If you don't know, the thing to do is not to get scared, but to learn.
. . . It was in the bewildered loneliness of the first weeks of her marriage that she said it to herself for the first time. She could not understand Jim's behavior, or his sullen anger, which looked like weakness, or his evasive, incomprehensible answers to her questions, which sounded like cowardice; such traits were not possible in the James Taggart whom she had married. She told herself that she could not condemn without understanding, that she knew nothing about his world, that the extent of her ignorance was the extent to which she misinterpreted his actions. She took the blame, she took the beating of self reproach—against some bleakly stubborn certainty which told her that something was wrong and that the thing she felt was fear.
"I must learn everything that Mrs. James Taggart is expected to know and to be." was the way she explained her purpose to a teacher of etiquette. She set out to learn with the devotion, the discipline, the drive of a military cadet or a religious novice. It was the only way, she thought, of earning the height which her husband had granted her on trust, of living up to his vision of her, which it was now her duty to achieve. And, not wishing to confess it to herself, she felt also that at the end of the long task she would recapture her vision of him, that knowledge would bring back to her the man she had seen on the night of his railroad's triumph.
She could not understand Jim's attitude when she told him about her lessons. He burst out laughing; she was unable to believe that the laughter had a sound of malicious contempt. "Why, Jim? Why? What are you laughing at?" He would not explain—almost as if the fact of his contempt were sufficient and required no reasons.
She could not suspect him of malice: he was too patiently generous about her mistakes. He seemed eager to display her in the best drawing rooms of the city, and he never uttered a word of reproach for her ignorance, for her awkwardness, for those terrible moments when a silent exchange of glances among the guests and a burst of blood to her cheekbones told her that she had said the wrong thing again. He showed no embarrassment, he merely watched her with a faint smile.
When they came home after one of those evenings, his mood seemed affectionately cheerful. He was trying to make it easier for her, she thought—and gratitude drove her to study the harder.

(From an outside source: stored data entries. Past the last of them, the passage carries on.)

// Copyright (c) Microsoft Corporation. All rights reserved.
// Licensed under the MIT License.

//! The ORDER BY comparator used when merging results from several partitions.

use std::cmp::Ordering;

use serde_json::Value;

use crate::models::SortOrder;

/// Undefined sorts before null, then booleans, numbers, strings, arrays and objects.
fn type_rank(value: Option<&Value>) -> u8 {
    match value {
        None => 0,
        Some(Value::Null) => 1,
        Some(Value::Bool(_)) => 2,
        Some(Value::Number(_)) => 3,
        Some(Value::String(_)) => 4,
        Some(Value::Array(_)) => 5,
        Some(Value::Object(_)) => 6,
    }
}

/// Compares two ORDER BY values; `None` is an undefined value.
pub(crate) fn compare_values(a: Option<&Value>, b: Option<&Value>) -> Ordering {
    match (a, b) {
        (Some(Value::Bool(a)), Some(Value::Bool(b))) => a.cmp(b),
        (Some(Value::Number(a)), Some(Value::Number(b))) => {
            let (a, b) = (a.as_f64().unwrap_or(f64::NAN), b.as_f64().unwrap_or(f64::NAN));
            a.partial_cmp(&b).unwrap_or(Ordering::Equal)
        }
        (Some(Value::String(a)), Some(Value::String(b))) => a.cmp(b),
        (Some(a @ (Value::Array(_) | Value::Object(_))), Some(b))
            if type_rank(Some(a)) == type_rank(Some(b)) =>
        {
            a.to_string().cmp(&b.to_string())
        }
        _ => type_rank(a).cmp(&type_rank(b)),
    }
}

/// The ORDER BY values of a rewritten-query result: `{"orderByItems": [{"item": ...}, ...]}`.
pub(crate) fn order_by_items(result: &Value) -> Vec<Option<&Value>> {
    result
        .get("orderByItems")
        .and_then(Value::as_array)
        .map(|items| items.iter().map(|i| i.get("item")).collect())
        .unwrap_or_default()
}

/// Compares two rewritten-query results by their ORDER BY values.
pub(crate) fn compare_results(a: &Value, b: &Value, orders: &[SortOrder]) -> Ordering {
    let (a, b) = (order_by_items(a), order_by_items(b));
    for (i, (a, b)) in a.iter().zip(b.iter()).enumerate() {
        let ordering = compare_values(*a, *b);
        let ordering = match orders.get(i) {
            Some(SortOrder::Descending) => ordering.reverse(),
            _ => ordering,
        };
        if ordering != Ordering::Equal {
            return ordering;
        }
    }
    Ordering::Equal
}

She expected her reward on the evening when, by some imperceptible transition, she found herself enjoying a party for the first time. She felt free to act, not by rules, but at her own pleasure, with sudden confidence that the rules had fused into a natural habit—she knew that she was attracting attention, but now, for the first time, it was not the attention of ridicule, but of admiration—she was sought after, on her own merit, she was Mrs. Taggart, she had ceased being an object of charity weighing Jim down, painfully tolerated for his sake—she was laughing gaily and seeing the smiles of response, of appreciation on the faces around her—and she kept glancing at him across the room, radiantly, like a child handing him a report card with a perfect score, begging him to be proud of her. Jim sat alone in a corner, watching her with an undecipherable glance.